The phone was ringing when Nell and the children arrived home. They had taken the subway from the bus terminal, then walked the five blocks from the stop. It was pouring here in Arlington, too. Nell could hear the phone ringing as she unlocked the door of her house. The sound irritated her. Everything irritated her. She was exhausted and soaked and starving and miserable. She hoped the phone would stop ringing before she got inside the house.

But the phone kept ringing. Nell told the children to run upstairs and change their clothes. She turned up the thermostat to 67; to hell with the gas bill. Then she trudged in to answer the phone.

“Nell!” Andy said. “What are you doing? Why are you back in Arlington? What’s the matter?”

Nell leaned against the wall. She had no energy left. Andy’s voice seemed to be coming to her from so far away, from the moon, from a former life. “I have such a bad cold,” she said. “And it was raining again. I thought it best to come home.”

“But you should have awakened me,” Andy said. “You didn’t have to sneak out like that.”

“Andy,” Nell said, “I just got in the house this minute. I’m sick and I’m cold. Let me take a hot bath and call you back.”

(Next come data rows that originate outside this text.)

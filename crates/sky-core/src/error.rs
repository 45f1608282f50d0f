use thiserror::Error;

#[derive(Debug, Error, Clone, PartialEq)]
pub enum SceneError {
    #[error("wave layer needs at least 2 points, got {0}")]
    TooFewPoints(usize),
    #[error("wave palette is empty")]
    EmptyPalette,
    #[error("animation already started")]
    AlreadyStarted,
    #[error("animation was stopped")]
    Stopped,
}

pub type Result<T, E = SceneError> = std::result::Result<T, E>;
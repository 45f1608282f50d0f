//! Immediate-mode 2D drawing contract used by the scene.
//!
//! The web front-end implements this on top of `CanvasRenderingContext2d`;
//! `RecordingSurface` captures the call stream for host-side tests.

use crate::color::Rgba;
use glam::Vec2;

pub trait Surface {
    /// Host image handle, loaded once and reused across frames.
    type Image;

    /// Size of the surface as laid out on screen (CSS pixels).
    fn css_size(&self) -> Vec2;
    /// Resize the backing pixel buffer.
    fn set_pixel_size(&mut self, width: u32, height: u32);

    fn clear_rect(&mut self, origin: Vec2, size: Vec2);
    fn begin_path(&mut self);
    fn move_to(&mut self, p: Vec2);
    fn quadratic_curve_to(&mut self, control: Vec2, to: Vec2);
    fn line_to(&mut self, p: Vec2);
    fn close_path(&mut self);
    fn set_fill(&mut self, color: Rgba);
    fn fill(&mut self);
    /// Draw `image` scaled into the rectangle at `at` of `size`. Images that
    /// are not ready must be skipped silently.
    fn draw_image(&mut self, image: &Self::Image, at: Vec2, size: Vec2);
}

#[derive(Clone, Debug, PartialEq)]
pub enum DrawOp {
    SetPixelSize(u32, u32),
    ClearRect(Vec2, Vec2),
    BeginPath,
    MoveTo(Vec2),
    QuadraticCurveTo(Vec2, Vec2),
    LineTo(Vec2),
    ClosePath,
    SetFill(Rgba),
    Fill,
    DrawImage(Vec2, Vec2),
}

/// Surface that records every call instead of drawing.
#[derive(Clone, Debug, Default)]
pub struct RecordingSurface {
    pub css_size: Vec2,
    pub pixel_size: (u32, u32),
    pub ops: Vec<DrawOp>,
}

impl RecordingSurface {
    pub fn new(css_width: f32, css_height: f32) -> Self {
        Self {
            css_size: Vec2::new(css_width, css_height),
            ..Default::default()
        }
    }

    pub fn take_ops(&mut self) -> Vec<DrawOp> {
        std::mem::take(&mut self.ops)
    }

    /// Fill colors in the order they were set.
    pub fn fills(&self) -> Vec<Rgba> {
        self.ops
            .iter()
            .filter_map(|op| match op {
                DrawOp::SetFill(c) => Some(*c),
                _ => None,
            })
            .collect()
    }
}

impl Surface for RecordingSurface {
    type Image = ();

    fn css_size(&self) -> Vec2 {
        self.css_size
    }

    fn set_pixel_size(&mut self, width: u32, height: u32) {
        self.pixel_size = (width, height);
        self.ops.push(DrawOp::SetPixelSize(width, height));
    }

    fn clear_rect(&mut self, origin: Vec2, size: Vec2) {
        self.ops.push(DrawOp::ClearRect(origin, size));
    }

    fn begin_path(&mut self) {
        self.ops.push(DrawOp::BeginPath);
    }

    fn move_to(&mut self, p: Vec2) {
        self.ops.push(DrawOp::MoveTo(p));
    }

    fn quadratic_curve_to(&mut self, control: Vec2, to: Vec2) {
        self.ops.push(DrawOp::QuadraticCurveTo(control, to));
    }

    fn line_to(&mut self, p: Vec2) {
        self.ops.push(DrawOp::LineTo(p));
    }

    fn close_path(&mut self) {
        self.ops.push(DrawOp::ClosePath);
    }

    fn set_fill(&mut self, color: Rgba) {
        self.ops.push(DrawOp::SetFill(color));
    }

    fn fill(&mut self) {
        self.ops.push(DrawOp::Fill);
    }

    fn draw_image(&mut self, _image: &(), at: Vec2, size: Vec2) {
        self.ops.push(DrawOp::DrawImage(at, size));
    }
}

“All right,” Andy said. “Call me back as soon as you can. I’ll be waiting.”

Nell went to the bathroom, ran a tub of hot water, stripped off her clothes, and sank into the steamy warmth. The children called to her through the door: Jeremy was going over to Bobbie’s, Cathy was coming over to play with Hannah. Good, Nell thought; Cathy was one of Hannah’s quieter friends. The two girls would spend the afternoon playing with dolls.

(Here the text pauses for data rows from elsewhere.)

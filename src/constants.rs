// Web front-end constants. Scene tuning lives in `sky_core::constants`.

// DOM element the header animation auto-mounts on
pub const HEADER_CANVAS_ID: &str = "sky-canvas";

// Console logging verbosity
pub const LOG_LEVEL: log::Level = log::Level::Info;
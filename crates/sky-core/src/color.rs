use std::fmt;

/// Straight-alpha sRGB color as understood by a canvas `fillStyle`; `Display`
/// renders the CSS `rgba(r,g,b,a)` form.
#[derive(Clone, Copy, Debug, PartialEq)]
pub struct Rgba {
    pub r: u8,
    pub g: u8,
    pub b: u8,
    pub a: f32,
}

impl Rgba {
    pub const fn new(r: u8, g: u8, b: u8, a: f32) -> Self {
        Self { r, g, b, a }
    }
}

impl fmt::Display for Rgba {
    fn fmt(&self, f: &mut fmt::Formatter<'_>) -> fmt::Result {
        write!(f, "rgba({},{},{},{})", self.r, self.g, self.b, self.a)
    }
}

Nell lay in the bath until she was warmed to the bone. Then she dragged herself out, dried off, and slipped into the comfort of her old familiar gray robe. She globbed her hair up off her neck with pins and cleaned her face. She saw her reflection in the
bathroom mirror. Well, she thought, I’m no movie star, but I’m not exactly a dog, either. She took more aspirin, then went down to the kitchen. She fixed herself hot chocolate instead of coffee, and scrambled eggs and a childish treat: cinnamon toast. She made three pieces just exactly the way she liked it, thick with butter and sugar, heavily speckled with cinnamon, toasted under the oven broiler until the sugar and cinnamon were crunchy on top and soft in the middle. She put out granola bars, apples, peanuts, and crackers spread with cheese for Hannah and Jeremy, in case they got hungry while she slept. Then she carried her tray of food up to the bedroom.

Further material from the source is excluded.